EXERCISE INPUTS –
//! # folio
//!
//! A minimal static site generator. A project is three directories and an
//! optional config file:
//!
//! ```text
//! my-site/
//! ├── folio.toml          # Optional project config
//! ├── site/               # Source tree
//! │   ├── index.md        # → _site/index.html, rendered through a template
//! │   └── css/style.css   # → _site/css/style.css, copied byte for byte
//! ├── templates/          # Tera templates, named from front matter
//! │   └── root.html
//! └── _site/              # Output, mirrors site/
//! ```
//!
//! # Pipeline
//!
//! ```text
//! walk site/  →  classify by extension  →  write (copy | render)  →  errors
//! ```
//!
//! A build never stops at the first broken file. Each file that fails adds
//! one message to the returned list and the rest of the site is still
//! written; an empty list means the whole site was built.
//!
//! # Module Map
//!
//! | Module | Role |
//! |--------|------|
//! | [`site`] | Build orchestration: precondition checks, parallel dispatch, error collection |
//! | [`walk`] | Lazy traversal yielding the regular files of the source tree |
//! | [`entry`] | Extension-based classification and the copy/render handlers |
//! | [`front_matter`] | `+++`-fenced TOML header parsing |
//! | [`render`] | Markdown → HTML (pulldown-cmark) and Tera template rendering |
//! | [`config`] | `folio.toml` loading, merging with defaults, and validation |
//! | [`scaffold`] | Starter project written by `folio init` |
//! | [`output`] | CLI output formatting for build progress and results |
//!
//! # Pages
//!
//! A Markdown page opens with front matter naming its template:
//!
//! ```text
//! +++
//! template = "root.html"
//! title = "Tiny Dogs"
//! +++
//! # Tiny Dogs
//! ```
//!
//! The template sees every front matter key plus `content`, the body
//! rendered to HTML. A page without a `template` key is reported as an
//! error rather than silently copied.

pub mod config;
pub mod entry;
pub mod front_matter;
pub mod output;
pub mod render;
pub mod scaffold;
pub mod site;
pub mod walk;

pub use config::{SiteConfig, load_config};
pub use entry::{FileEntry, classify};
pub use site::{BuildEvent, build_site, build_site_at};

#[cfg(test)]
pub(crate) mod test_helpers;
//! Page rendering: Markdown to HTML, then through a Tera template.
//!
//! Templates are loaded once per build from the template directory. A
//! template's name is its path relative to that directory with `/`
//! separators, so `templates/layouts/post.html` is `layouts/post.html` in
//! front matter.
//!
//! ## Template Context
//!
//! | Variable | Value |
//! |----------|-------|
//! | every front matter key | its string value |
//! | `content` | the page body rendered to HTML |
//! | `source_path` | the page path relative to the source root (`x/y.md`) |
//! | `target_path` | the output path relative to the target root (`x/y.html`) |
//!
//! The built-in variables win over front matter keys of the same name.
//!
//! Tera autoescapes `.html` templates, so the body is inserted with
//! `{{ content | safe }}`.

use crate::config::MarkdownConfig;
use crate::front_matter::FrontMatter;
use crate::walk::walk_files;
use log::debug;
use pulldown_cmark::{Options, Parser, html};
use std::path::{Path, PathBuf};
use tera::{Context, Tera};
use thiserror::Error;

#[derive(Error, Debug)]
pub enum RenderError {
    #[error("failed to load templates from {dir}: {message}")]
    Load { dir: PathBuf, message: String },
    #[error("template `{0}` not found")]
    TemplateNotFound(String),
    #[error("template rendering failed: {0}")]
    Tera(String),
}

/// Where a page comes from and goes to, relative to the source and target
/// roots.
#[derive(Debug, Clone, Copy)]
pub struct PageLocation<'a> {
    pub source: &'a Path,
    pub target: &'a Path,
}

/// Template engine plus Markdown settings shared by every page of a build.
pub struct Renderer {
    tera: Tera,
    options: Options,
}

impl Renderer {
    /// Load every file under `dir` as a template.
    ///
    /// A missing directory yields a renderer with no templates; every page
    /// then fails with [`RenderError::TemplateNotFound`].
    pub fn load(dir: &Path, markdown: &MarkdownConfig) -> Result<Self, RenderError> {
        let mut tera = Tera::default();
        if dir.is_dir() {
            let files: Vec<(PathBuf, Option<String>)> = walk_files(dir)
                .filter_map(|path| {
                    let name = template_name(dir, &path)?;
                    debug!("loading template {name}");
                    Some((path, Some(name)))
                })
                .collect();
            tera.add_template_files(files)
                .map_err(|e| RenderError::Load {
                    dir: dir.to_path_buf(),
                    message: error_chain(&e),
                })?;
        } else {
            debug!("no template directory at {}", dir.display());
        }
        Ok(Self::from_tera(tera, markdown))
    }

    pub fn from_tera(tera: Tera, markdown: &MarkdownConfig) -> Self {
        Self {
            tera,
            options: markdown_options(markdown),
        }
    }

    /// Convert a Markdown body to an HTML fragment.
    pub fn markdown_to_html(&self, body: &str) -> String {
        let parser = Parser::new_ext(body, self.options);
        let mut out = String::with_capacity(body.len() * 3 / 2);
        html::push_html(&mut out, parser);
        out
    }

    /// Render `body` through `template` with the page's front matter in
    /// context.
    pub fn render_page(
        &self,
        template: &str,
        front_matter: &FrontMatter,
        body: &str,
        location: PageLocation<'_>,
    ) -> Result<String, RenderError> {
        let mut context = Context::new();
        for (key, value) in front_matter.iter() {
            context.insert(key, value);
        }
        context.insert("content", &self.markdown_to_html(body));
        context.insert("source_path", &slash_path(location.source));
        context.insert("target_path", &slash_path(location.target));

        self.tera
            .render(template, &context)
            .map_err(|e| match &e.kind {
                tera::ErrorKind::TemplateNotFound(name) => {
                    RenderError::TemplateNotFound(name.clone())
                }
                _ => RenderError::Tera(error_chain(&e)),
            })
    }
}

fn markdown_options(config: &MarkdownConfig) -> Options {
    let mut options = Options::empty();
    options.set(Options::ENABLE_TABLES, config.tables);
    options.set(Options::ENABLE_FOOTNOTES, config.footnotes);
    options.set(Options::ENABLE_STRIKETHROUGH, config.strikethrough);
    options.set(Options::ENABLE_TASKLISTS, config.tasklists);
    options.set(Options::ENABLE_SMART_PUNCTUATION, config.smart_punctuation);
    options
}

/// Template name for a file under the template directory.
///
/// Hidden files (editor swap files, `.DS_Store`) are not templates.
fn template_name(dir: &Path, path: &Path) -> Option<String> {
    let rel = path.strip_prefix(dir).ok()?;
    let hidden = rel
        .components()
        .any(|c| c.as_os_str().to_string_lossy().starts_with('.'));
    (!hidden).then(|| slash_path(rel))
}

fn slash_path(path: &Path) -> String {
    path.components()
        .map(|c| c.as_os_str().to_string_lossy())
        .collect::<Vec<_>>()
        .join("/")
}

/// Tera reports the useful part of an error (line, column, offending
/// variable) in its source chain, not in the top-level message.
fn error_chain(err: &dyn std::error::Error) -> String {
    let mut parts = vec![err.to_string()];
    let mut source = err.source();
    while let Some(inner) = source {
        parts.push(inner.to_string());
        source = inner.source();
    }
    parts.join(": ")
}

TASK STATEMENT –
Please output the records shown above, with every character intact.

SOLUTION TO THE PROBLEM –
//! # folio
//!
//! A minimal static site generator. A project is three directories and an
//! optional config file:
//!
//! ```text
//! my-site/
//! ├── folio.toml          # Optional project config
//! ├── site/               # Source tree
//! │   ├── index.md        # → _site/index.html, rendered through a template
//! │   └── css/style.css   # → _site/css/style.css, copied byte for byte
//! ├── templates/          # Tera templates, named from front matter
//! │   └── root.html
//! └── _site/              # Output, mirrors site/
//! ```
//!
//! # Pipeline
//!
//! ```text
//! walk site/  →  classify by extension  →  write (copy | render)  →  errors
//! ```
//!
//! A build never stops at the first broken file. Each file that fails adds
//! one message to the returned list and the rest of the site is still
//! written; an empty list means the whole site was built.
//!
//! # Module Map
//!
//! | Module | Role |
//! |--------|------|
//! | [`site`] | Build orchestration: precondition checks, parallel dispatch, error collection |
//! | [`walk`] | Lazy traversal yielding the regular files of the source tree |
//! | [`entry`] | Extension-based classification and the copy/render handlers |
//! | [`front_matter`] | `+++`-fenced TOML header parsing |
//! | [`render`] | Markdown → HTML (pulldown-cmark) and Tera template rendering |
//! | [`config`] | `folio.toml` loading, merging with defaults, and validation |
//! | [`scaffold`] | Starter project written by `folio init` |
//! | [`output`] | CLI output formatting for build progress and results |
//!
//! # Pages
//!
//! A Markdown page opens with front matter naming its template:
//!
//! ```text
//! +++
//! template = "root.html"
//! title = "Tiny Dogs"
//! +++
//! # Tiny Dogs
//! ```
//!
//! The template sees every front matter key plus `content`, the body
//! rendered to HTML. A page without a `template` key is reported as an
//! error rather than silently copied.

pub mod config;
pub mod entry;
pub mod front_matter;
pub mod output;
pub mod render;
pub mod scaffold;
pub mod site;
pub mod walk;

pub use config::{SiteConfig, load_config};
pub use entry::{FileEntry, classify};
pub use site::{BuildEvent, build_site, build_site_at};

#[cfg(test)]
pub(crate) mod test_helpers;
//! Page rendering: Markdown to HTML, then through a Tera template.
//!
//! Templates are loaded once per build from the template directory. A
//! template's name is its path relative to that directory with `/`
//! separators, so `templates/layouts/post.html` is `layouts/post.html` in
//! front matter.
//!
//! ## Template Context
//!
//! | Variable | Value |
//! |----------|-------|
//! | every front matter key | its string value |
//! | `content` | the page body rendered to HTML |
//! | `source_path` | the page path relative to the source root (`x/y.md`) |
//! | `target_path` | the output path relative to the target root (`x/y.html`) |
//!
//! The built-in variables win over front matter keys of the same name.
//!
//! Tera autoescapes `.html` templates, so the body is inserted with
//! `{{ content | safe }}`.

use crate::config::MarkdownConfig;
use crate::front_matter::FrontMatter;
use crate::walk::walk_files;
use log::debug;
use pulldown_cmark::{Options, Parser, html};
use std::path::{Path, PathBuf};
use tera::{Context, Tera};
use thiserror::Error;

#[derive(Error, Debug)]
pub enum RenderError {
    #[error("failed to load templates from {dir}: {message}")]
    Load { dir: PathBuf, message: String },
    #[error("template `{0}` not found")]
    TemplateNotFound(String),
    #[error("template rendering failed: {0}")]
    Tera(String),
}

/// Where a page comes from and goes to, relative to the source and target
/// roots.
#[derive(Debug, Clone, Copy)]
pub struct PageLocation<'a> {
    pub source: &'a Path,
    pub target: &'a Path,
}

/// Template engine plus Markdown settings shared by every page of a build.
pub struct Renderer {
    tera: Tera,
    options: Options,
}

impl Renderer {
    /// Load every file under `dir` as a template.
    ///
    /// A missing directory yields a renderer with no templates; every page
    /// then fails with [`RenderError::TemplateNotFound`].
    pub fn load(dir: &Path, markdown: &MarkdownConfig) -> Result<Self, RenderError> {
        let mut tera = Tera::default();
        if dir.is_dir() {
            let files: Vec<(PathBuf, Option<String>)> = walk_files(dir)
                .filter_map(|path| {
                    let name = template_name(dir, &path)?;
                    debug!("loading template {name}");
                    Some((path, Some(name)))
                })
                .collect();
            tera.add_template_files(files)
                .map_err(|e| RenderError::Load {
                    dir: dir.to_path_buf(),
                    message: error_chain(&e),
                })?;
        } else {
            debug!("no template directory at {}", dir.display());
        }
        Ok(Self::from_tera(tera, markdown))
    }

    pub fn from_tera(tera: Tera, markdown: &MarkdownConfig) -> Self {
        Self {
            tera,
            options: markdown_options(markdown),
        }
    }

    /// Convert a Markdown body to an HTML fragment.
    pub fn markdown_to_html(&self, body: &str) -> String {
        let parser = Parser::new_ext(body, self.options);
        let mut out = String::with_capacity(body.len() * 3 / 2);
        html::push_html(&mut out, parser);
        out
    }

    /// Render `body` through `template` with the page's front matter in
    /// context.
    pub fn render_page(
        &self,
        template: &str,
        front_matter: &FrontMatter,
        body: &str,
        location: PageLocation<'_>,
    ) -> Result<String, RenderError> {
        let mut context = Context::new();
        for (key, value) in front_matter.iter() {
            context.insert(key, value);
        }
        context.insert("content", &self.markdown_to_html(body));
        context.insert("source_path", &slash_path(location.source));
        context.insert("target_path", &slash_path(location.target));

        self.tera
            .render(template, &context)
            .map_err(|e| match &e.kind {
                tera::ErrorKind::TemplateNotFound(name) => {
                    RenderError::TemplateNotFound(name.clone())
                }
                _ => RenderError::Tera(error_chain(&e)),
            })
    }
}

fn markdown_options(config: &MarkdownConfig) -> Options {
    let mut options = Options::empty();
    options.set(Options::ENABLE_TABLES, config.tables);
    options.set(Options::ENABLE_FOOTNOTES, config.footnotes);
    options.set(Options::ENABLE_STRIKETHROUGH, config.strikethrough);
    options.set(Options::ENABLE_TASKLISTS, config.tasklists);
    options.set(Options::ENABLE_SMART_PUNCTUATION, config.smart_punctuation);
    options
}

/// Template name for a file under the template directory.
///
/// Hidden files (editor swap files, `.DS_Store`) are not templates.
fn template_name(dir: &Path, path: &Path) -> Option<String> {
    let rel = path.strip_prefix(dir).ok()?;
    let hidden = rel
        .components()
        .any(|c| c.as_os_str().to_string_lossy().starts_with('.'));
    (!hidden).then(|| slash_path(rel))
}

fn slash_path(path: &Path) -> String {
    path.components()
        .map(|c| c.as_os_str().to_string_lossy())
        .collect::<Vec<_>>()
        .join("/")
}

/// Tera reports the useful part of an error (line, column, offending
/// variable) in its source chain, not in the top-level message.
fn error_chain(err: &dyn std::error::Error) -> String {
    let mut parts = vec![err.to_string()];
    let mut source = err.source();
    while let Some(inner) = source {
        parts.push(inner.to_string());
        source = inner.source();
    }
    parts.join(": ")
}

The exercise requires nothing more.